#### [Task statement]
Look over the lines below. Report each one that includes the string "LifecycleReconciler".

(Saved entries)
// SPDX-License-Identifier: BUSL-1.1
// Copyright (c) 2026 Alfred Jean LLC

//! fleet-daemon: the orchestration control loop. Wires a `Config` and a
//! concrete `ContainerEngine`/`Provider`/`CoordinationStore` into a
//! `ScalerSupervisor` that owns everything else (`PerRepoController`,
//! `LeaderElector`, `TokenBroker`, `LifecycleReconciler`).

pub mod env;
pub mod events;
pub mod leader_elector;
pub mod lifecycle_reconciler;
pub mod per_repo_controller;
pub mod scaler_supervisor;
pub mod token_broker;

pub use env::Config;
pub use events::EventBus;
pub use leader_elector::LeaderElector;
pub use lifecycle_reconciler::{LifecycleReconciler, SyncOutcome, TrackedWorker};
pub use per_repo_controller::{BusyMap, PerRepoController};
pub use scaler_supervisor::ScalerSupervisor;
pub use token_broker::TokenBroker;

#### [Response below]
//! `LeaderElector`, `TokenBroker`, `LifecycleReconciler`).
pub use lifecycle_reconciler::{LifecycleReconciler, SyncOutcome, TrackedWorker};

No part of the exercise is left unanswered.